Posted on this day, other years:
- Another Flickr test - 2006
- Flickr - 2006
- Progress on Blog Migration - 2006
- I'll take the high road... - 2006
- The Fragile Connection - 2004
Wouldn’t it also make sense to bring your own tote bag, so you don’t have to collect yet another one from a vendor to schlep all your schwag around? An empty one is less bulky in a suitcase than a mug, tho’ it probably holds less coffee….
I’d disagree only because vendor tote bags become our grocery bags (at least when we remember them). I get a lot of use out of library tote bags and love it when grocery clerks praise me for remembering them!
This coffee cup and water bottle thing is a an overlooked opportunity for ALA (or some entrepreneur) to make a killing. Why not sell ALA bottles and cups (with those nifty clips to attach to backpacks and purses)?
I started thinking about what I had that would be appropriate to bring and realized that most of my cups/bottles are optimized for my car, not for totting around a city. 🙁
Diane
Ooh, you are so right, Diane. Hmmm.
I travel with my own coffee, but the cups are not the clipping kind.
Now, if someone sold these with my favorite ALA conference motto, I’d be all over that. (It is, courtesy of a dear friend: “ALA: Come. Bitch. Be Renewed.”)

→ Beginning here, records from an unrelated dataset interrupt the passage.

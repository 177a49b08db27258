//! Tests for pagination module

use super::*;
use crate::error::Error;
use test_case::test_case;

// ============================================================================
// NextPage Tests
// ============================================================================

#[test]
fn test_next_page_predicates() {
    let next = NextPage::Continue { page: 2 };
    assert!(next.is_continue());
    assert!(!next.is_done());

    let next = NextPage::Done(StopReason::EmptyPage);
    assert!(next.is_done());
    assert!(!next.is_continue());
}

// ============================================================================
// PaginationState Tests
// ============================================================================

#[test]
fn test_pagination_state_default() {
    let state = PaginationState::new();
    assert_eq!(state.page, 0);
    assert_eq!(state.pages_fetched, 0);
    assert_eq!(state.total_fetched, 0);
    assert!(!state.done);
}

#[test]
fn test_pagination_state_mutations() {
    let mut state = PaginationState::with_page(1);

    state.next_page();
    assert_eq!(state.page, 2);

    state.add_page(100);
    state.add_page(40);
    assert_eq!(state.pages_fetched, 2);
    assert_eq!(state.total_fetched, 140);

    state.mark_done();
    assert!(state.done);
}

// ============================================================================
// PagePaginator Tests
// ============================================================================

#[test]
fn test_paginator_defaults() {
    let paginator = PagePaginator::default();
    assert_eq!(paginator.page_size, PER_PAGE);
    assert_eq!(paginator.page_size, 100);
    assert_eq!(paginator.start_page, 1);
    assert_eq!(paginator.max_pages, 0);
    assert_eq!(paginator.start().page, 1);
}

#[test]
fn test_empty_first_page_stops() {
    let paginator = PagePaginator::new(100);
    let mut state = paginator.start();

    let next = paginator.process_page(0, &mut state).unwrap();
    assert_eq!(next, NextPage::Done(StopReason::EmptyPage));
    assert!(state.done);
    assert_eq!(state.pages_fetched, 1);
}

#[test_case(1 ; "single record")]
#[test_case(50 ; "half page")]
#[test_case(99 ; "one short")]
fn test_short_page_stops(count: usize) {
    let paginator = PagePaginator::new(100);
    let mut state = paginator.start();

    let next = paginator.process_page(count, &mut state).unwrap();
    assert_eq!(next, NextPage::Done(StopReason::ShortPage));
    assert_eq!(state.total_fetched, count as u64);
}

#[test]
fn test_full_page_continues() {
    let paginator = PagePaginator::new(100);
    let mut state = paginator.start();

    let next = paginator.process_page(100, &mut state).unwrap();
    assert_eq!(next, NextPage::Continue { page: 2 });
    assert!(!state.done);

    let next = paginator.process_page(100, &mut state).unwrap();
    assert_eq!(next, NextPage::Continue { page: 3 });

    let next = paginator.process_page(0, &mut state).unwrap();
    assert_eq!(next, NextPage::Done(StopReason::EmptyPage));
    assert_eq!(state.total_fetched, 200);
    assert_eq!(state.pages_fetched, 3);
}

#[test]
fn test_page_ceiling_errors() {
    let paginator = PagePaginator::new(10).with_max_pages(3);
    let mut state = paginator.start();

    assert!(paginator.process_page(10, &mut state).unwrap().is_continue());
    assert!(paginator.process_page(10, &mut state).unwrap().is_continue());

    let err = paginator.process_page(10, &mut state).unwrap_err();
    assert!(matches!(err, Error::PaginationLimit { max_pages: 3 }));
    assert!(state.done);
}

#[test]
fn test_page_ceiling_allows_short_last_page() {
    let paginator = PagePaginator::new(10).with_max_pages(2);
    let mut state = paginator.start();

    assert!(paginator.process_page(10, &mut state).unwrap().is_continue());
    let next = paginator.process_page(4, &mut state).unwrap();
    assert_eq!(next, NextPage::Done(StopReason::ShortPage));
}

#[test]
fn test_unbounded_paginator_keeps_going() {
    let paginator = PagePaginator::new(1);
    let mut state = paginator.start();

    for expected in 2..=500 {
        let next = paginator.process_page(1, &mut state).unwrap();
        assert_eq!(next, NextPage::Continue { page: expected });
    }
}
//! Story loader
//!
//! The loader is built once from a [`LoaderConfig`] and can then be run any
//! number of times. Every run builds its own fetcher, walks the stories
//! listing page by page and maps each story into a [`Story`].
//!
//! # Overview
//!
//! - [`StoryLoader::load`] never fails: any error is reported once through
//!   the error sink and the run returns an empty list.
//! - [`StoryLoader::try_load`] returns the error instead, for callers that
//!   need to tell "no content" apart from "fetch failed".
//! - Partial results are never returned.

use crate::config::LoaderConfig;
use crate::error::Result;
use crate::fetch::{CdnFetcher, PageFetcher};
use crate::pagination::{NextPage, PagePaginator, PER_PAGE};
use crate::query::StoriesQuery;
use crate::story::{RawStory, Story};
use futures::future::{BoxFuture, FutureExt};
use std::fmt;
use std::sync::Arc;
use tracing::{debug, error, info};

/// Prefix of the line reported when a run fails
pub const ERROR_PREFIX: &str = "Error fetching Storyblok content:";

/// Receives the failure line of a run
pub type ErrorSink = Arc<dyn Fn(&str) + Send + Sync>;

/// Builds a fresh fetcher for each run
pub type FetcherFactory =
    Arc<dyn Fn(&LoaderConfig) -> Result<Box<dyn PageFetcher>> + Send + Sync>;

/// Create a loader for the given configuration
///
/// Nothing is validated or fetched here; an unusable token shows up as an
/// authentication failure when the loader runs.
pub fn storyblok_loader(config: LoaderConfig) -> StoryLoader {
    StoryLoader::new(config)
}

/// Reusable, stateless story loader
#[derive(Clone)]
pub struct StoryLoader {
    config: Arc<LoaderConfig>,
    fetchers: FetcherFactory,
    sink: ErrorSink,
}

impl StoryLoader {
    /// Create a loader reading from the CDN API and logging through `tracing`
    pub fn new(config: LoaderConfig) -> Self {
        Self {
            config: Arc::new(config),
            fetchers: Arc::new(cdn_fetcher),
            sink: Arc::new(log_error),
        }
    }

    /// Replace the fetcher factory
    #[must_use]
    pub fn with_fetcher_factory<F>(mut self, factory: F) -> Self
    where
        F: Fn(&LoaderConfig) -> Result<Box<dyn PageFetcher>> + Send + Sync + 'static,
    {
        self.fetchers = Arc::new(factory);
        self
    }

    /// Replace the error sink
    #[must_use]
    pub fn with_error_sink<F>(mut self, sink: F) -> Self
    where
        F: Fn(&str) + Send + Sync + 'static,
    {
        self.sink = Arc::new(sink);
        self
    }

    /// The loader's configuration
    pub fn config(&self) -> &LoaderConfig {
        &self.config
    }

    /// Fetch and normalize every story, or report why that failed
    pub async fn try_load(&self) -> Result<Vec<Story>> {
        let fetcher = (self.fetchers)(&self.config)?;
        let stories = fetch_all(fetcher.as_ref(), &self.config).await?;
        Ok(stories.into_iter().map(Story::from).collect())
    }

    /// Fetch and normalize every story; any failure yields an empty list
    pub async fn load(&self) -> Vec<Story> {
        match self.try_load().await {
            Ok(stories) => stories,
            Err(e) => {
                (self.sink)(&format!("{ERROR_PREFIX} {e}"));
                Vec::new()
            }
        }
    }

    /// Turn the loader into a zero-argument operation
    pub fn into_operation(
        self,
    ) -> impl Fn() -> BoxFuture<'static, Vec<Story>> + Clone + Send + Sync {
        move || {
            let loader = self.clone();
            async move { loader.load().await }.boxed()
        }
    }
}

fn cdn_fetcher(config: &LoaderConfig) -> Result<Box<dyn PageFetcher>> {
    Ok(Box::new(CdnFetcher::from_config(config)?))
}

fn log_error(line: &str) {
    error!("{line}");
}

impl fmt::Debug for StoryLoader {
    fn fmt(&self, f: &mut fmt::Formatter<'_>) -> fmt::Result {
        f.debug_struct("StoryLoader")
            .field("version", &self.config.version)
            .field("region", &self.config.region)
            .field("content_type", &self.config.content_type)
            .finish_non_exhaustive()
    }
}

/// Walk the listing until an empty or short page and collect every story
///
/// Pages are requested strictly one after another; the first failing page
/// aborts the walk and the stories gathered so far are dropped.
pub async fn fetch_all(
    fetcher: &dyn PageFetcher,
    config: &LoaderConfig,
) -> Result<Vec<RawStory>> {
    let paginator = PagePaginator::new(PER_PAGE).with_max_pages(config.max_pages);
    let mut state = paginator.start();
    let mut stories = Vec::new();

    loop {
        let query = StoriesQuery::for_page(config, state.page, paginator.page_size);
        let page = fetcher.fetch_page(&query).await?;
        let count = page.stories.len();
        debug!(page = state.page, count, "Fetched stories page");
        stories.extend(page.stories);

        match paginator.process_page(count, &mut state)? {
            NextPage::Continue { .. } => {}
            NextPage::Done(reason) => {
                debug!(?reason, "Pagination finished");
                break;
            }
        }
    }

    info!(
        "Loaded {} stories in {} pages",
        stories.len(),
        state.pages_fetched
    );
    Ok(stories)
}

I brought one from another library conference. 🙂
Smarter than the average bear!
Diane & anyone else who is interested: I recently bought a pair of stainless steel sports bottles (on sale at YourGuideToGreen.com for $18.99 a pair) and I’ve been very happy with their portability. No leakage and the cap has a loop that fits a finger comfortably and an attached clip for hanging it off of your bag (or belt loop, as I tend to do). The only down side is that they aren’t insulated, so they’re probably best used for cold or room temperature items, but you might be able to do coffee in them.